Last week, a National Oceanic and Atmospheric Administration report warned that coastal regions of the U.S. look set to face a future of steadily rising sea levels. In the worst cases, parts of America could experience sea-level rises of as much as eight feet by 2100. And, as NOAA oceanographer William Sweet told CBS News, it's "not rising like water would in a bathtub ... in the Northeast [levels] are expected to rise faster."
New York City in particular faces a serious conundrum: it is low-lying, yet home to incredibly expensive real estate. Since 2012, when it was devastated by superstorm Sandy, the city has been weighing ambitious plans for defending itself against further assaults from the sea—among them a large chain of artificial islands and a giant flood wall designed by the Danish architectural firm Bjarke Ingels Group.

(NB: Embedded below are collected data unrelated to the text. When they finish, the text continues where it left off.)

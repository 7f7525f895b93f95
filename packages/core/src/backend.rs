//! The backend contract implemented once per medium.

use std::io::SeekFrom;
use std::net::SocketAddr;

use crate::ChannelError;

/// Outcome of a single backend transfer.
#[derive(Debug, Clone, Copy, PartialEq, Eq, Default)]
pub struct Transfer {
    /// Bytes moved.
    pub bytes: usize,
    /// The medium reached its end during this transfer.
    pub eof: bool,
}

impl Transfer {
    pub fn new(bytes: usize) -> Self {
        Self { bytes, eof: false }
    }

    pub fn eof(bytes: usize) -> Self {
        Self { bytes, eof: true }
    }
}

/// A named property value exposed by a backend.
#[derive(Debug, Clone, PartialEq, Eq)]
pub enum Property {
    /// An OS descriptor.
    Fd(i32),
    /// A memory address, such as the base of a mapping.
    Address(usize),
    /// A size in bytes.
    Size(u64),
    /// A socket address.
    Socket(SocketAddr),
    Int(i64),
    Bool(bool),
    Text(String),
}

impl Property {
    pub fn as_fd(&self) -> Option<i32> {
        match self {
            Property::Fd(fd) => Some(*fd),
            _ => None,
        }
    }

    pub fn as_int(&self) -> Option<i64> {
        match self {
            Property::Int(v) => Some(*v),
            Property::Fd(fd) => Some(i64::from(*fd)),
            Property::Size(size) => i64::try_from(*size).ok(),
            _ => None,
        }
    }

    pub fn as_socket(&self) -> Option<SocketAddr> {
        match self {
            Property::Socket(addr) => Some(*addr),
            _ => None,
        }
    }
}

/// The ability to truly move a medium's cursor.
///
/// Backends that can reposition hand one out through
/// [`Backend::repositioner`]; the channel's seek algorithm uses it and
/// falls back to the pushback buffer alone when there is none.
pub trait Reposition {
    /// Move the cursor, returning the new absolute offset.
    fn reposition(&mut self, to: SeekFrom) -> Result<u64, ChannelError>;
}

/// A medium a channel can be bound to.
///
/// Backends never touch the channel's pushback buffer or position; the
/// channel keeps both consistent around these primitives.
///
/// # Object Safety
///
/// This trait is object-safe: channels hold a `Box<dyn Backend>`.
pub trait Backend: Send {
    /// Read into `buf` (never empty).
    fn read(&mut self, buf: &mut [u8]) -> Result<Transfer, ChannelError>;

    /// Write from `buf` (never empty).
    fn write(&mut self, buf: &[u8]) -> Result<Transfer, ChannelError>;

    /// Push buffered bytes to the medium.
    fn flush(&mut self) -> Result<(), ChannelError> {
        Ok(())
    }

    /// The repositioning capability, if the medium has one.
    fn repositioner(&mut self) -> Option<&mut dyn Reposition> {
        None
    }

    /// Release OS resources.
    fn close(&mut self) -> Result<(), ChannelError>;

    /// Give up OS resources without releasing them.
    fn detach(&mut self) {}

    /// Look up a named property.
    fn property(&self, _name: &str) -> Option<Property> {
        None
    }

    /// Set a named property, returning whether it was accepted.
    fn set_property(&mut self, _name: &str, _value: Property) -> bool {
        false
    }
}

// Blanket implementation for boxes

impl<T: Backend + ?Sized> Backend for Box<T> {
    fn read(&mut self, buf: &mut [u8]) -> Result<Transfer, ChannelError> {
        (**self).read(buf)
    }

    fn write(&mut self, buf: &[u8]) -> Result<Transfer, ChannelError> {
        (**self).write(buf)
    }

    fn flush(&mut self) -> Result<(), ChannelError> {
        (**self).flush()
    }

    fn repositioner(&mut self) -> Option<&mut dyn Reposition> {
        (**self).repositioner()
    }

    fn close(&mut self) -> Result<(), ChannelError> {
        (**self).close()
    }

    fn detach(&mut self) {
        (**self).detach()
    }

    fn property(&self, name: &str) -> Option<Property> {
        (**self).property(name)
    }

    fn set_property(&mut self, name: &str, value: Property) -> bool {
        (**self).set_property(name, value)
    }
}
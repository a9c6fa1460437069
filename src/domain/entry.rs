use chrono::{DateTime, Utc};

/// One item within a feed, as normalized by the fetcher.
///
/// Entries are never persisted; they only exist between a fetch and the
/// watermark comparison. Entries whose document carries no parsable
/// timestamp get [`DateTime::UNIX_EPOCH`] and are therefore never newer
/// than any recorded watermark.
#[derive(Debug, Clone, PartialEq, Eq)]
pub struct Entry {
    pub title: String,
    pub image: Option<String>,
    pub published: DateTime<Utc>,
}

impl Entry {
    pub fn new(title: String, published: DateTime<Utc>) -> Self {
        Self {
            title,
            image: None,
            published,
        }
    }

    pub fn with_image(mut self, image: Option<String>) -> Self {
        self.image = image;
        self
    }
}
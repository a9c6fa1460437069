use clap::{Parser, Subcommand};

#[derive(Parser)]
#[command(name = "feedping")]
#[command(about = "Feed watcher that pings chat subscribers about new entries")]
#[command(version)]
pub struct Cli {
    #[command(subcommand)]
    pub command: Commands,
}

#[derive(Subcommand)]
pub enum Commands {
    /// Subscribe a chat to new-entry notifications
    Subscribe {
        /// Chat identifier to add
        chat_id: i64,
    },

    /// Unsubscribe a chat
    Unsubscribe {
        /// Chat identifier to remove
        chat_id: i64,
    },

    /// List subscribed chats
    Subscribers,

    /// Fetch all feeds once and notify subscribers of new entries
    Run {
        /// Dry run - don't send notifications, just show what would be sent
        #[arg(long)]
        dry_run: bool,
    },

    /// Poll feeds forever at the configured interval
    Watch {
        /// Seconds between poll cycles (overrides FEEDPING_INTERVAL)
        #[arg(long)]
        interval: Option<u64>,
    },
}
use super::Entry;

#[derive(Debug, Clone)]
pub struct Notification {
    pub title: String,
    pub image: Option<String>,
}

impl Notification {
    pub fn from_entry(entry: &Entry) -> Self {
        Self {
            title: entry.title.clone(),
            image: entry.image.clone(),
        }
    }

    /// Format: "{title} {image (if any)}"
    pub fn format(&self) -> String {
        let mut message = self.title.clone();

        if let Some(image) = &self.image {
            message.push(' ');
            message.push_str(image);
        }

        message
    }
}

But the threat of rising tides is shaping change on a more basic level, too. The New York Timesreports that the risk of future flooding is changing the way that buildings are designed in the city. Gone, for instance, are top-floor penthouses, replaced instead with emergency generators that won't get flooded—and can provide enough power for residents to remain in their apartment for as long as a week. Elsewhere, special drainage systems channel water away within foundations, and ground floors are being built with materials that can tolerate floods.
Meanwhile, Curbed reports that initiatives are also under way outside of Manhattan. In Broad Channel Island, in the borough of Queens, street levels are being raised so sidewalks and roads stand taller than previously relative to the nearby waters of Jamaica Bay. And in another Queens district, Breezy Point, new houses are being built on raised platforms to save them from floods.
If all else fails, we could embrace the seas. The government of French Polynesia has just agreedto consider hosting a city of floating islands, which have long been in development by the Seasteading Institute. The idea: small, floating structures employ renewable power and sustainable aquaculture to allow inhabitants to fend for themselves in harmony with the ocean.
But for settlements like New York City, that's currently not an option. Instead, it's time to design for the worst and hope for the best.
Read the original article on MIT Technology Review. Copyright 2017. Follow MIT Technology Review on Twitter.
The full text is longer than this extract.